■ EXERCISE OBJECTIVE: Your job is to return every line in the data holding the string "redacted".

· · ·

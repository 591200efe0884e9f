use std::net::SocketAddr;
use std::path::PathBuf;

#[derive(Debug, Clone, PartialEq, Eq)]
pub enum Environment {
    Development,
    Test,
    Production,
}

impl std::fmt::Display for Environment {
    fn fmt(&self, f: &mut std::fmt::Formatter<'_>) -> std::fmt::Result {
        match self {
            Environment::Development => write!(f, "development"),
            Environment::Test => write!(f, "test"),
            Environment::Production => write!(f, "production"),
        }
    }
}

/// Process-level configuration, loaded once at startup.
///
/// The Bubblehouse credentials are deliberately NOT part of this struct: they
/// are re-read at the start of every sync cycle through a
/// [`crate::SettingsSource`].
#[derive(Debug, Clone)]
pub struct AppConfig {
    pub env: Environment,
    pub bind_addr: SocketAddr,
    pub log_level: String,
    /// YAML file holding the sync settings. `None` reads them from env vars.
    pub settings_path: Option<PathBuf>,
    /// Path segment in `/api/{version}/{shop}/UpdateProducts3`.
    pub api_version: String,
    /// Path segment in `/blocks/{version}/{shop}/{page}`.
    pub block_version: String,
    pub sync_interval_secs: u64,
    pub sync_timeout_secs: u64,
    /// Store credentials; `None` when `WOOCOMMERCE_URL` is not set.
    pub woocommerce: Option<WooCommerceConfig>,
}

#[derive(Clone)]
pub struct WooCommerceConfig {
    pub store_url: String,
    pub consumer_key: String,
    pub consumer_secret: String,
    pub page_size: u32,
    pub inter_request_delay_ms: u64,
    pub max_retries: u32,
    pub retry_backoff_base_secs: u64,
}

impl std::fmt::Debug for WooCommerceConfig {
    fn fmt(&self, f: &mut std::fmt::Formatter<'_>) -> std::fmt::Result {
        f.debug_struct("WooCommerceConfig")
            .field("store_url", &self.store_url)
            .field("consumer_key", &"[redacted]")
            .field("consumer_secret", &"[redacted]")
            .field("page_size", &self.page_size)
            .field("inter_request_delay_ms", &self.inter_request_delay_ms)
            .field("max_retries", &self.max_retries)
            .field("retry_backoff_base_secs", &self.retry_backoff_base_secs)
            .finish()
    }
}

· · ·

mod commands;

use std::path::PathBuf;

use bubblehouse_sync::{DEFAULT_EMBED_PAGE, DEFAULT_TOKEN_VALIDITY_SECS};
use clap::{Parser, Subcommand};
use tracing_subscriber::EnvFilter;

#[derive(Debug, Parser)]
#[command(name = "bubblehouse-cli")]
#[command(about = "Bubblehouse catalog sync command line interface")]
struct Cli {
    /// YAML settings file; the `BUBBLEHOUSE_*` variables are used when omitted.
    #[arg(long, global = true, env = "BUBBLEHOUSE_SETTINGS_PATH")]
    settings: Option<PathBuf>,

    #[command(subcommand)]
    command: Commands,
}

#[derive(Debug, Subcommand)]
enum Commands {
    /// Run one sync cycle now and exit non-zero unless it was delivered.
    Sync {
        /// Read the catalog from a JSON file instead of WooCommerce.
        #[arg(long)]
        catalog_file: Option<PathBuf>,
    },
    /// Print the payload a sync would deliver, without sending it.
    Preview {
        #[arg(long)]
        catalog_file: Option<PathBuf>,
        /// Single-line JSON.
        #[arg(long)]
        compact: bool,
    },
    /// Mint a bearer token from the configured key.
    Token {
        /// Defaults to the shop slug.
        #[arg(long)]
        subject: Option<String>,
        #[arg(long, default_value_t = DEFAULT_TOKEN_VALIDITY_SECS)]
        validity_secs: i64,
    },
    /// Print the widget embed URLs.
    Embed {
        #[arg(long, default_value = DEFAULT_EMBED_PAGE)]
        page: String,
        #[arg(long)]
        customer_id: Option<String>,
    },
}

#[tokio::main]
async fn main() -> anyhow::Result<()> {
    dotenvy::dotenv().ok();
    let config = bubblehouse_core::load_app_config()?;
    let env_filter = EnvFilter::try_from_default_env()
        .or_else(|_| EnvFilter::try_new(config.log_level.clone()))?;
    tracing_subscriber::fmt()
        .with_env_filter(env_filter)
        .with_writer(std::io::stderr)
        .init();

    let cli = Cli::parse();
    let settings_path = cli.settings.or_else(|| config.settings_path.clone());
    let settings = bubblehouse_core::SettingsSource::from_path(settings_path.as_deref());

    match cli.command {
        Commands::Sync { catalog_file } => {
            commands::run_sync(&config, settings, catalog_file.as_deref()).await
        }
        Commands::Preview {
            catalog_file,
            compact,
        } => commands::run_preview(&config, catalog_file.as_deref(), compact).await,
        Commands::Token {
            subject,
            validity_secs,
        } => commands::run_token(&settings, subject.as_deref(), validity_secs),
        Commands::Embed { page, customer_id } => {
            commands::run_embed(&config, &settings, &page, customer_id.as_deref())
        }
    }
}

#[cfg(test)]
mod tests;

· · ·

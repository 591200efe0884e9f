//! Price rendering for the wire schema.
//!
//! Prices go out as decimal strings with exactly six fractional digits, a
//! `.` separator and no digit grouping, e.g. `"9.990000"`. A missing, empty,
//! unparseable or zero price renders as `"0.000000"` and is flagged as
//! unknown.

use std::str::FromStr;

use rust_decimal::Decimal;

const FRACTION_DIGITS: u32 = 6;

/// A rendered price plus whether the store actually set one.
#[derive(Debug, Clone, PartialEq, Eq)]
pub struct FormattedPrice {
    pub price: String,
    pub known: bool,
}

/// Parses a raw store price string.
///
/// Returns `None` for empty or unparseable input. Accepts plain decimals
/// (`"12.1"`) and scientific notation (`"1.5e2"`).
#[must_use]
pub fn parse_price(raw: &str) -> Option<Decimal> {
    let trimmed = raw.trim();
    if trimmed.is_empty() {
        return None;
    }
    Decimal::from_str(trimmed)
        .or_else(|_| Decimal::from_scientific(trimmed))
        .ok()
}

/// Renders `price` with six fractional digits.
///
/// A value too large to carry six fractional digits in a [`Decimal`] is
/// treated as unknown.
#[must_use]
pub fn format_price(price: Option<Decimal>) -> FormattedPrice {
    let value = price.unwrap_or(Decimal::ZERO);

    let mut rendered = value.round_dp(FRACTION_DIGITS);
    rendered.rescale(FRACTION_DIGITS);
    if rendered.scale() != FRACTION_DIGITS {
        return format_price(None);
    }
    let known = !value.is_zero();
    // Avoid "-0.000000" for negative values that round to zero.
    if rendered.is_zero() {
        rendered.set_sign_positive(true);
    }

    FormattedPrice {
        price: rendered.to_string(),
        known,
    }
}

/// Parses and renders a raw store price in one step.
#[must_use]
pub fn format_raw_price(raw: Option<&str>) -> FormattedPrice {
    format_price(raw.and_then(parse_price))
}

· · ·

■ FINISHED TASK:
            .field("consumer_key", &"[redacted]")
            .field("consumer_secret", &"[redacted]")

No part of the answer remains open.